The airline said Chief Executive Doug Parker and a senior vice president met with NAACP President Derrick Johnson, Women's March organizer Tamika Mallory and others in Washington.
The NAACP had demanded the meeting when it warned African-Americans last week that they could face discriminatory treatment while traveling on American. Neither side would give details of the talks — they offered only the most general descriptions of what was said in the private session.
"We welcomed the opportunity to meet, and had a positive and productive dialogue," American spokeswoman Shannon Gilson said in a statement. "We look forward to continuing the conversation and working together."
Breaking News Emails
Johnson said the session was an "introductory meeting" that reviewed issues in the travel advisory and "the need for meaningful corrective action by the airline to prevent future incidents of this nature."
"We had a full and frank dialogue, but words are no substitute for action," Johnson said in a statement. "The NAACP looks forward to continuing its work with American Airlines to ensure that African-American customers are not subjected to racially discriminatory treatment.”
Mallory, who accused an American pilot of racism when he ordered her removed from a plane in Miami after a dispute over her seat assignment, called Tuesday's meeting the first in a series.

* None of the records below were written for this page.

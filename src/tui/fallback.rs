//! Crash containment for the render and update cycle
//!
//! A panic inside drawing or event handling would otherwise tear down the
//! whole session. [`guard`] catches the unwind and turns it into a
//! [`CrashInfo`] that the recovery screen can show, leaving the terminal
//! alive so the user can retry or reload.

use std::any::Any;
use std::panic::{self, AssertUnwindSafe};

/// Details of a caught panic
#[derive(Debug, Clone, PartialEq, Eq)]
pub struct CrashInfo {
    /// Panic payload rendered as text
    pub message: String,
}

impl CrashInfo {
    fn from_panic(payload: Box<dyn Any + Send>) -> Self {
        let message = if let Some(s) = payload.downcast_ref::<&str>() {
            (*s).to_string()
        } else if let Some(s) = payload.downcast_ref::<String>() {
            s.clone()
        } else {
            "unexpected error".to_string()
        };
        Self { message }
    }
}

/// Run a closure, converting a panic into a [`CrashInfo`]
///
/// The global panic hook is silenced for the duration of the call so the
/// panic message does not smear across the alternate screen, then put back.
pub fn guard<T>(f: impl FnOnce() -> T) -> Result<T, CrashInfo> {
    let previous = panic::take_hook();
    panic::set_hook(Box::new(|_| {}));
    let result = panic::catch_unwind(AssertUnwindSafe(f));
    panic::set_hook(previous);
    result.map_err(CrashInfo::from_panic)
}

#[cfg(test)]
mod tests {
    use super::*;

    #[test]
    fn test_guard_passes_through_on_success() {
        let result = guard(|| 40 + 2);
        assert_eq!(result, Ok(42));
    }

    #[test]
    fn test_guard_catches_str_panic() {
        let result: Result<(), CrashInfo> = guard(|| panic!("feed row out of range"));
        let crash = result.unwrap_err();
        assert_eq!(crash.message, "feed row out of range");
    }

    #[test]
    fn test_guard_catches_formatted_panic() {
        let result: Result<(), CrashInfo> = guard(|| panic!("bad index {}", 7));
        let crash = result.unwrap_err();
        assert_eq!(crash.message, "bad index 7");
    }

    #[test]
    fn test_guard_restores_panic_hook() {
        let marker = std::sync::Arc::new(std::sync::atomic::AtomicBool::new(false));
        let marker_clone = marker.clone();
        let previous = panic::take_hook();
        panic::set_hook(Box::new(move |_| {
            marker_clone.store(true, std::sync::atomic::Ordering::SeqCst);
        }));

        let _: Result<(), CrashInfo> = guard(|| panic!("inner"));
        // hook installed above must be back in place after the guard
        let _ = panic::catch_unwind(|| panic!("outer"));
        panic::set_hook(previous);

        assert!(marker.load(std::sync::atomic::Ordering::SeqCst));
    }
}
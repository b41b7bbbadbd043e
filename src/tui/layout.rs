//! Layout definitions for the TUI
//!
//! Defines the overall layout structure: header, screen body, status bar,
//! and the per-screen splits.

use ratatui::layout::{Constraint, Direction, Layout, Rect};

/// Top-level layout regions
pub struct AppLayout {
    /// Title bar across the top
    pub header: Rect,
    /// Screen content
    pub body: Rect,
    /// Status bar at the bottom
    pub status_bar: Rect,
}

impl AppLayout {
    /// Calculate layout from available area
    pub fn new(area: Rect) -> Self {
        let chunks = Layout::default()
            .direction(Direction::Vertical)
            .constraints([
                Constraint::Length(3), // Header
                Constraint::Min(3),    // Body
                Constraint::Length(1), // Status bar
            ])
            .split(area);

        Self {
            header: chunks[0],
            body: chunks[1],
            status_bar: chunks[2],
        }
    }
}

/// Layout for the overview screen
pub struct OverviewLayout {
    /// Main balance hero section
    pub hero: Rect,
    /// Account card row
    pub cards: Rect,
    /// Recent activity feed
    pub feed: Rect,
}

impl OverviewLayout {
    /// Calculate overview layout
    pub fn new(area: Rect) -> Self {
        let chunks = Layout::default()
            .direction(Direction::Vertical)
            .constraints([
                Constraint::Length(5), // Hero
                Constraint::Length(7), // Cards
                Constraint::Min(5),    // Feed
            ])
            .split(area);

        Self {
            hero: chunks[0],
            cards: chunks[1],
            feed: chunks[2],
        }
    }

    /// Split the card row into equal columns
    pub fn card_columns(cards: Rect, count: usize) -> Vec<Rect> {
        if count == 0 {
            return Vec::new();
        }
        let constraints: Vec<Constraint> = (0..count)
            .map(|_| Constraint::Ratio(1, count as u32))
            .collect();
        Layout::default()
            .direction(Direction::Horizontal)
            .constraints(constraints)
            .split(cards)
            .to_vec()
    }
}

/// Layout for the account detail screen
pub struct DetailLayout {
    /// Account summary header
    pub summary: Rect,
    /// Filtered activity feed
    pub feed: Rect,
}

impl DetailLayout {
    /// Calculate detail layout
    pub fn new(area: Rect) -> Self {
        let chunks = Layout::default()
            .direction(Direction::Vertical)
            .constraints([
                Constraint::Length(7), // Summary
                Constraint::Min(5),    // Feed
            ])
            .split(area);

        Self {
            summary: chunks[0],
            feed: chunks[1],
        }
    }
}

/// Create a centered rect for dialogs
pub fn centered_rect(percent_x: u16, percent_y: u16, r: Rect) -> Rect {
    let popup_layout = Layout::default()
        .direction(Direction::Vertical)
        .constraints([
            Constraint::Percentage((100 - percent_y) / 2),
            Constraint::Percentage(percent_y),
            Constraint::Percentage((100 - percent_y) / 2),
        ])
        .split(r);

    Layout::default()
        .direction(Direction::Horizontal)
        .constraints([
            Constraint::Percentage((100 - percent_x) / 2),
            Constraint::Percentage(percent_x),
            Constraint::Percentage((100 - percent_x) / 2),
        ])
        .split(popup_layout[1])[1]
}

/// Create a fixed-size centered rect
pub fn centered_rect_fixed(width: u16, height: u16, r: Rect) -> Rect {
    let x = r.x + (r.width.saturating_sub(width)) / 2;
    let y = r.y + (r.height.saturating_sub(height)) / 2;
    Rect::new(x, y, width.min(r.width), height.min(r.height))
}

"There is a clear problem at American Airlines as evidenced by the videos and emails sent to me, particularly from women of color, that had been removed from planes and blatantly discriminated against," she said in a statement. "We hope that American Airlines will become a leader in setting industry standards that protect the rights of all people and provide one level of service for all passengers."
The NAACP's travel advisory cited four incidents, including Mallory's, in which it believed African-American passengers were subject to discrimination.
American has responded cautiously, seeking to avoid a confrontation with Mallory or the NAACP.
Parker said last week that the airline had a diverse workforce — about 15 percent of its employees are African-American — and his response to the NAACP criticism was: "How can that be true of us?" But, he added, meeting with the group was "a fantastic opportunity" to get better.
Since the start of 2016, American has been the subject of 29 racial discrimination complaints by passengers. That's a tiny fraction of the number of passengers the airline carries every day, but it is more complaints than were filed against any other U.S. carrier.